AAAR 37th Annual Conference October 14 - October 18, 2019 Oregon Convention Center Portland, Oregon, USA
Abstract View
Using Highly Time-resolved Data to Improve the Lake Michigan Ozone Study: Particle Size Distributions and VOCs at a Coastal Site
MEGAN CHRISTIANSEN, Austin Doak, Dagen Hughes, Charles Stanier, Elizabeth Stone, Dylan Millet, Hariprasad Alwe, University of Iowa
Abstract Number: 782 Working Group: Source Apportionment
Abstract The collaborative field campaign, Lake Michigan Ozone Study 2017, occurred between May 22-June 22, 2017. The campaign combined ground site, mobile, aircraft, and ship measurements to better understand the ozone episodes around Lake Michigan. Particle size distributions (PSD) were measured at the main ground site (Zion, IL) with a Scanning Mobility Particle Sizer (SMPS) and Aerodynamic Particle Sizer (APS) and volatile organic compounds (VOCs) with a proton-transfer-reaction mass spectrometer (PTR-MS). The high time resolution of these data allows for the source receptor modeling to resolve local sources that periodically impact the site.

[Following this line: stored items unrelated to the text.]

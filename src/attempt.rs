//! Navigation attempts and verdicts.
//!
//! This module defines the two values that flow through every adapter:
//!
//! - [`NavigationAttempt`]: a candidate navigation (`destination` plus a
//!   [`NavigationType`] tag), created per event and discarded after the verdict.
//! - [`Verdict`]: the allow/deny outcome of evaluating every enabled guard for
//!   one attempt.

use crate::error::GuardError;
use crate::registry::GuardId;
use std::fmt;

// ============================================================================
// NavigationType
// ============================================================================

/// Where a navigation attempt came from.
#[derive(Debug, Clone, Copy, PartialEq, Eq, Hash)]
pub enum NavigationType {
    /// Router `push`, or a plain link click.
    Push,
    /// Router `replace`, or a link marked as replacing.
    Replace,
    /// Router `refresh` of the current location.
    Refresh,
    /// Browser back button / `history.back()`.
    TraverseBack,
    /// Browser forward button / `history.forward()`.
    TraverseForward,
    /// Tab close, reload, or leaving the application entirely.
    Unload,
}

impl NavigationType {
    /// Stable lowercase name, handy for logging and matching in predicates.
    pub fn as_str(self) -> &'static str {
        match self {
            Self::Push => "push",
            Self::Replace => "replace",
            Self::Refresh => "refresh",
            Self::TraverseBack => "traverse-back",
            Self::TraverseForward => "traverse-forward",
            Self::Unload => "unload",
        }
    }

    /// Whether this is a back/forward history traversal.
    pub fn is_traversal(self) -> bool {
        matches!(self, Self::TraverseBack | Self::TraverseForward)
    }

    /// Traversal type for a history delta (`< 0` is back).
    pub fn traversal(delta: isize) -> Self {
        if delta < 0 {
            Self::TraverseBack
        } else {
            Self::TraverseForward
        }
    }
}

impl fmt::Display for NavigationType {
    fn fmt(&self, f: &mut fmt::Formatter<'_>) -> fmt::Result {
        f.write_str(self.as_str())
    }
}

// ============================================================================
// NavigationAttempt
// ============================================================================

/// A candidate navigation handed to guard predicates and confirm callbacks.
///
/// # Example
///
/// ```
/// use navigation_guard::{NavigationAttempt, NavigationType};
///
/// let attempt = NavigationAttempt::push("/settings");
/// assert_eq!(attempt.destination, "/settings");
/// assert_eq!(attempt.kind, NavigationType::Push);
/// ```
#[derive(Debug, Clone, PartialEq, Eq)]
pub struct NavigationAttempt {
    /// URL or path being navigated to.
    pub destination: String,

    /// Which source produced the attempt.
    pub kind: NavigationType,
}

impl NavigationAttempt {
    /// Create an attempt of the given kind.
    pub fn new(destination: impl Into<String>, kind: NavigationType) -> Self {
        Self {
            destination: destination.into(),
            kind,
        }
    }

    /// Shorthand for a [`NavigationType::Push`] attempt.
    pub fn push(destination: impl Into<String>) -> Self {
        Self::new(destination, NavigationType::Push)
    }

    /// Shorthand for a [`NavigationType::Replace`] attempt.
    pub fn replace(destination: impl Into<String>) -> Self {
        Self::new(destination, NavigationType::Replace)
    }
}

// ============================================================================
// Verdict
// ============================================================================

/// Why an attempt was denied.
#[derive(Debug, Clone, PartialEq, Eq)]
pub enum DenyReason {
    /// The guard's confirmation answered `false`.
    Rejected {
        /// Guard that declined.
        guard: GuardId,
    },
    /// The guard's confirmation failed; denial is fail-closed.
    Failed {
        /// Guard that failed.
        guard: GuardId,
        /// Failure raised by the guard.
        error: GuardError,
    },
}

impl DenyReason {
    /// Guard that produced the denial.
    pub fn guard(&self) -> GuardId {
        match self {
            Self::Rejected { guard } | Self::Failed { guard, .. } => *guard,
        }
    }
}

/// Outcome of evaluating all enabled guards for one attempt.
///
/// # Example
///
/// ```
/// use navigation_guard::Verdict;
///
/// assert!(Verdict::Allow.is_allow());
/// ```
#[derive(Debug, Clone, PartialEq, Eq)]
pub enum Verdict {
    /// Every enabled guard approved, or none was enabled.
    Allow,
    /// A guard declined or failed; evaluation stopped there.
    Deny(DenyReason),
}

impl Verdict {
    /// Check if the navigation may proceed.
    pub fn is_allow(&self) -> bool {
        matches!(self, Self::Allow)
    }

    /// Check if the navigation was blocked.
    pub fn is_deny(&self) -> bool {
        matches!(self, Self::Deny(_))
    }

    /// The denial reason, if any.
    pub fn deny_reason(&self) -> Option<&DenyReason> {
        match self {
            Self::Deny(reason) => Some(reason),
            Self::Allow => None,
        }
    }
}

The Zion site is influenced by several local sources of air pollution within 1 km: traffic and cooking in the state park, commuter rail, and an arterial roadway. Transport to the site is heavily influenced by a lake breeze flow from Lake Michigan during early summer, especially on days with ozone above 70 ppb. PM2.5 mass reconstructed from the PSD compared favorably with collocated gravimetric filters (5.06 vs. 6.81 µgm-3). The average number concentration from 3 nm – 10 µm was 8258 cm-3 and from 3 – 10 nm was 1108 cm-3. Particle number and mass were positively correlated with ozone and its precursors. Preliminary Positive Matrix Factorization (PMF) identifies a nighttime aromatic hydrocarbon factor to the west, an acetonitrile rich factor from the southwest, and several other factors. Preliminary PMF of PSD show nuclei mode in the lake breeze and several other directionally specific ultrafine factors.

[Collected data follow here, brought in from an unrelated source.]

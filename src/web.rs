//! Browser bindings (feature `web`).
//!
//! `web-sys` implementations of the collaborator traits plus [`attach`],
//! which installs the DOM listeners feeding a provider's adapters:
//!
//! - `click` on the document, capture phase, for the link adapter;
//! - `popstate` on the window, capture phase, for the history adapter;
//! - `beforeunload` on the window for the unload adapter.
//!
//! Session history entries carry no position in the browser, so `attach`
//! also wraps `history.pushState`/`history.replaceState` to stamp every new
//! entry's state with its index under
//! [`InterceptConfig::history_state_key`](crate::InterceptConfig::history_state_key).
//! Entries created before `attach` stay unstamped and are never reverted.
//!
//! Call `attach` before the framework registers its own `popstate` listener,
//! so suppressed traversals never reach it.
//!
//! ```ignore
//! let provider = navigation_guard::web::builder(InterceptConfig::default())?
//!     .router(app_router)
//!     .build();
//! let _listeners = navigation_guard::web::attach(&provider);
//! ```

use crate::config::InterceptConfig;
use crate::executor::Executor;
use crate::history::{HistoryAdapter, HistoryBackend, PopStateDisposition, PopStateEvent};
use crate::links::{AnchorElement, ClickEvent, ClickOutcome, Modifiers};
use crate::provider::{NavigationGuardProvider, ProviderBuilder};
use crate::router::Location;
use crate::unload::BeforeUnload;
use crate::{debug_log, error_log, warn_log};
use futures::future::LocalBoxFuture;
use js_sys::{Function, Object, Reflect};
use std::rc::Rc;
use wasm_bindgen::prelude::*;
use wasm_bindgen::JsCast;
use web_sys::{BeforeUnloadEvent, Document, Element, MouseEvent, Window};

// ============================================================================
// Executor and builder
// ============================================================================

/// Runs evaluations on the browser's microtask queue.
#[derive(Debug, Clone, Copy, Default)]
pub struct WasmExecutor;

impl Executor for WasmExecutor {
    fn spawn_local(&self, future: LocalBoxFuture<'static, ()>) {
        wasm_bindgen_futures::spawn_local(future);
    }
}

/// A provider builder preloaded with the browser's executor, location and
/// history. `None` outside a browser.
pub fn builder(config: InterceptConfig) -> Option<ProviderBuilder> {
    let window = web_sys::window()?;
    let history = BrowserHistory::from_window(&window, &config.history_state_key)?;
    Some(
        NavigationGuardProvider::builder(Rc::new(WasmExecutor))
            .location(Rc::new(BrowserLocation::from_window(&window)))
            .history(Rc::new(history))
            .config(config),
    )
}

// ============================================================================
// Location
// ============================================================================

/// `window.location`.
#[derive(Debug, Clone)]
pub struct BrowserLocation {
    location: web_sys::Location,
}

impl BrowserLocation {
    /// Location of `window`.
    pub fn from_window(window: &Window) -> Self {
        Self {
            location: window.location(),
        }
    }
}

impl Location for BrowserLocation {
    fn href(&self) -> String {
        self.location.href().unwrap_or_default()
    }

    fn assign(&self, url: &str) {
        if let Err(err) = self.location.assign(url) {
            error_log!("location.assign('{}') failed: {:?}", url, err);
        }
    }

    fn replace(&self, url: &str) {
        if let Err(err) = self.location.replace(url) {
            error_log!("location.replace('{}') failed: {:?}", url, err);
        }
    }
}

// ============================================================================
// History
// ============================================================================

/// `window.history`, reading entry positions from the stamped state.
#[derive(Debug, Clone)]
pub struct BrowserHistory {
    history: web_sys::History,
    key: JsValue,
}

impl BrowserHistory {
    /// History of `window`; `None` if the browser denies access.
    pub fn from_window(window: &Window, state_key: &str) -> Option<Self> {
        let history = window.history().ok()?;
        Some(Self {
            history,
            key: JsValue::from_str(state_key),
        })
    }

    #[allow(clippy::cast_possible_truncation, clippy::cast_sign_loss)]
    fn index_of(&self, state: &JsValue) -> Option<usize> {
        if !state.is_object() {
            return None;
        }
        Reflect::get(state, &self.key)
            .ok()?
            .as_f64()
            .filter(|index| *index >= 0.0)
            .map(|index| index as usize)
    }

    /// Copy of `state` carrying `index`.
    #[allow(clippy::cast_precision_loss)]
    fn stamped(&self, state: &JsValue, index: usize) -> JsValue {
        let stamped = Object::new();
        if let Some(state) = state.dyn_ref::<Object>() {
            Object::assign(&stamped, state);
        }
        if let Err(err) = Reflect::set(&stamped, &self.key, &JsValue::from_f64(index as f64)) {
            warn_log!("Could not stamp history entry: {:?}", err);
        }
        stamped.into()
    }

    fn state(&self) -> JsValue {
        self.history.state().unwrap_or(JsValue::NULL)
    }

    /// Stamp the current entry if it carries no index yet, assuming it is the
    /// last one (a fresh page load).
    fn stamp_current(&self) -> Option<usize> {
        let state = self.state();
        if let Some(index) = self.index_of(&state) {
            return Some(index);
        }
        let length = usize::try_from(self.history.length().ok()?).ok()?;
        let index = length.checked_sub(1)?;
        self.history
            .replace_state(&self.stamped(&state, index), "")
            .ok()?;
        Some(index)
    }
}

impl HistoryBackend for BrowserHistory {
    fn go(&self, delta: isize) -> bool {
        let Ok(delta) = i32::try_from(delta) else {
            warn_log!("Traversal delta {} out of range", delta);
            return false;
        };
        match self.history.go_with_delta(delta) {
            Ok(()) => true,
            Err(err) => {
                error_log!("history.go({}) failed: {:?}", delta, err);
                false
            }
        }
    }

    fn current_index(&self) -> Option<usize> {
        self.index_of(&self.state())
    }
}

type StateFn = dyn FnMut(JsValue, JsValue, JsValue) -> Result<JsValue, JsValue>;

/// `pushState`/`replaceState` replaced by stamping versions; the originals
/// are restored on drop.
struct StateStamping {
    history: web_sys::History,
    original_push: Function,
    original_replace: Function,
    _push: Closure<StateFn>,
    _replace: Closure<StateFn>,
}

impl StateStamping {
    fn install(backend: &BrowserHistory, adapter: &HistoryAdapter) -> Option<Self> {
        let target: &JsValue = backend.history.as_ref();
        let original_push = Reflect::get(target, &"pushState".into())
            .ok()?
            .dyn_into::<Function>()
            .ok()?;
        let original_replace = Reflect::get(target, &"replaceState".into())
            .ok()?
            .dyn_into::<Function>()
            .ok()?;

        let push = {
            let (backend, adapter, original) =
                (backend.clone(), adapter.downgrade(), original_push.clone());
            Closure::wrap(Box::new(move |state: JsValue, title: JsValue, url: JsValue| {
                let index = backend.current_index().map(|index| index + 1);
                let state = match index {
                    Some(index) => backend.stamped(&state, index),
                    None => state,
                };
                let result = original.call3(backend.history.as_ref(), &state, &title, &url)?;
                adapter.entry_changed(index);
                Ok(result)
            }) as Box<StateFn>)
        };

        let replace = {
            let (backend, adapter, original) =
                (backend.clone(), adapter.downgrade(), original_replace.clone());
            Closure::wrap(Box::new(move |state: JsValue, title: JsValue, url: JsValue| {
                let index = backend.current_index();
                let state = match index {
                    Some(index) => backend.stamped(&state, index),
                    None => state,
                };
                let result = original.call3(backend.history.as_ref(), &state, &title, &url)?;
                adapter.entry_changed(index);
                Ok(result)
            }) as Box<StateFn>)
        };

        Reflect::set(target, &"pushState".into(), push.as_ref()).ok()?;
        Reflect::set(target, &"replaceState".into(), replace.as_ref()).ok()?;

        Some(Self {
            history: backend.history.clone(),
            original_push,
            original_replace,
            _push: push,
            _replace: replace,
        })
    }
}

impl Drop for StateStamping {
    fn drop(&mut self) {
        let target: &JsValue = self.history.as_ref();
        let restored = Reflect::set(target, &"pushState".into(), &self.original_push)
            .and_then(|_| Reflect::set(target, &"replaceState".into(), &self.original_replace));
        if let Err(err) = restored {
            error_log!("Could not restore history methods: {:?}", err);
        }
    }
}

// ============================================================================
// DOM events
// ============================================================================

/// An anchor element in the document.
#[derive(Debug, Clone)]
pub struct BrowserAnchor(Element);

impl AnchorElement for BrowserAnchor {
    fn attribute(&self, name: &str) -> Option<String> {
        self.0.get_attribute(name)
    }

    fn set_attribute(&self, name: &str, value: &str) {
        if let Err(err) = self.0.set_attribute(name, value) {
            warn_log!("Could not set '{}' on anchor: {:?}", name, err);
        }
    }

    fn remove_attribute(&self, name: &str) {
        if let Err(err) = self.0.remove_attribute(name) {
            warn_log!("Could not remove '{}' from anchor: {:?}", name, err);
        }
    }
}

impl ClickEvent for MouseEvent {
    type Anchor = BrowserAnchor;

    fn anchor(&self) -> Option<BrowserAnchor> {
        let element = self.target()?.dyn_into::<Element>().ok()?;
        element.closest("a[href]").ok().flatten().map(BrowserAnchor)
    }

    fn button(&self) -> i16 {
        MouseEvent::button(self)
    }

    fn modifiers(&self) -> Modifiers {
        Modifiers {
            meta: self.meta_key(),
            ctrl: self.ctrl_key(),
            shift: self.shift_key(),
            alt: self.alt_key(),
        }
    }

    fn suppress(&self) {
        self.prevent_default();
        self.stop_immediate_propagation();
    }
}

impl BeforeUnload for BeforeUnloadEvent {
    fn prevent_default(&self) {
        web_sys::Event::prevent_default(self);
    }

    fn set_return_value(&self, message: &str) {
        BeforeUnloadEvent::set_return_value(self, message);
    }
}

// ============================================================================
// attach
// ============================================================================

/// DOM listeners installed by [`attach`]; removed on drop.
pub struct WebListeners {
    window: Window,
    document: Document,
    click: Option<Closure<dyn FnMut(MouseEvent)>>,
    popstate: Option<Closure<dyn FnMut(web_sys::PopStateEvent)>>,
    beforeunload: Option<Closure<dyn FnMut(BeforeUnloadEvent)>>,
    _stamping: Option<StateStamping>,
}

impl Drop for WebListeners {
    fn drop(&mut self) {
        if let Some(click) = &self.click {
            unlisten(&self.document, "click", click.as_ref().unchecked_ref(), true);
        }
        if let Some(popstate) = &self.popstate {
            unlisten(&self.window, "popstate", popstate.as_ref().unchecked_ref(), true);
        }
        if let Some(beforeunload) = &self.beforeunload {
            unlisten(&self.window, "beforeunload", beforeunload.as_ref().unchecked_ref(), false);
        }
        debug_log!("Browser listeners removed");
    }
}

/// Feed `provider`'s adapters from the DOM. `None` outside a browser.
pub fn attach(provider: &NavigationGuardProvider) -> Option<WebListeners> {
    let window = web_sys::window()?;
    let document = window.document()?;

    let click = provider.link_adapter().cloned().map(|adapter| {
        Closure::wrap(Box::new(move |event: MouseEvent| {
            if adapter.handle_click(&event) == ClickOutcome::Intercepted {
                debug_log!("Link click held for guards");
            }
        }) as Box<dyn FnMut(MouseEvent)>)
    });
    if let Some(click) = &click {
        listen(&document, "click", click.as_ref().unchecked_ref(), true);
    }

    let mut stamping = None;
    let backend = BrowserHistory::from_window(&window, &provider.config().history_state_key);
    let popstate = provider.history_adapter().zip(backend).map(|(adapter, backend)| {
        adapter.entry_changed(backend.stamp_current());
        stamping = StateStamping::install(&backend, adapter);
        if stamping.is_none() {
            warn_log!("Could not wrap history methods; new entries will not be guarded");
        }

        let (adapter, location) = (adapter.downgrade(), BrowserLocation::from_window(&window));
        let closure = Closure::wrap(Box::new(move |event: web_sys::PopStateEvent| {
            let pop = PopStateEvent::new(location.href(), backend.index_of(&event.state()));
            if adapter.on_pop_state(&pop) == PopStateDisposition::Suppress {
                event.stop_immediate_propagation();
            }
        }) as Box<dyn FnMut(web_sys::PopStateEvent)>);
        listen(&window, "popstate", closure.as_ref().unchecked_ref(), true);
        closure
    });

    let beforeunload = provider.unload_adapter().cloned().map(|adapter| {
        let closure = Closure::wrap(Box::new(move |event: BeforeUnloadEvent| {
            adapter.on_before_unload(&event);
        }) as Box<dyn FnMut(BeforeUnloadEvent)>);
        listen(&window, "beforeunload", closure.as_ref().unchecked_ref(), false);
        closure
    });

    debug_log!(
        "Browser listeners attached (click: {}, popstate: {}, beforeunload: {})",
        click.is_some(),
        popstate.is_some(),
        beforeunload.is_some()
    );

    Some(WebListeners {
        window,
        document,
        click,
        popstate,
        beforeunload,
        _stamping: stamping,
    })
}

fn listen(target: &web_sys::EventTarget, event: &str, callback: &Function, capture: bool) {
    if let Err(err) = target.add_event_listener_with_callback_and_bool(event, callback, capture) {
        error_log!("Could not listen for '{}': {:?}", event, err);
    }
}

fn unlisten(target: &web_sys::EventTarget, event: &str, callback: &Function, capture: bool) {
    if let Err(err) = target.remove_event_listener_with_callback_and_bool(event, callback, capture) {
        warn_log!("Could not stop listening for '{}': {:?}", event, err);
    }
}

Diel patterns and wind direction dependence will be used to locate nearby sources, while potential source contribution functions (PSCF) and Concentration Weighted Trajectory (CWT) will be used to locate sources within the University of Iowa 4x4 km LMOS 2017 WRF-Chem modeling grid. PSCF uses hourly back trajectories processed in HYSPLIT to locate probable source grid cells.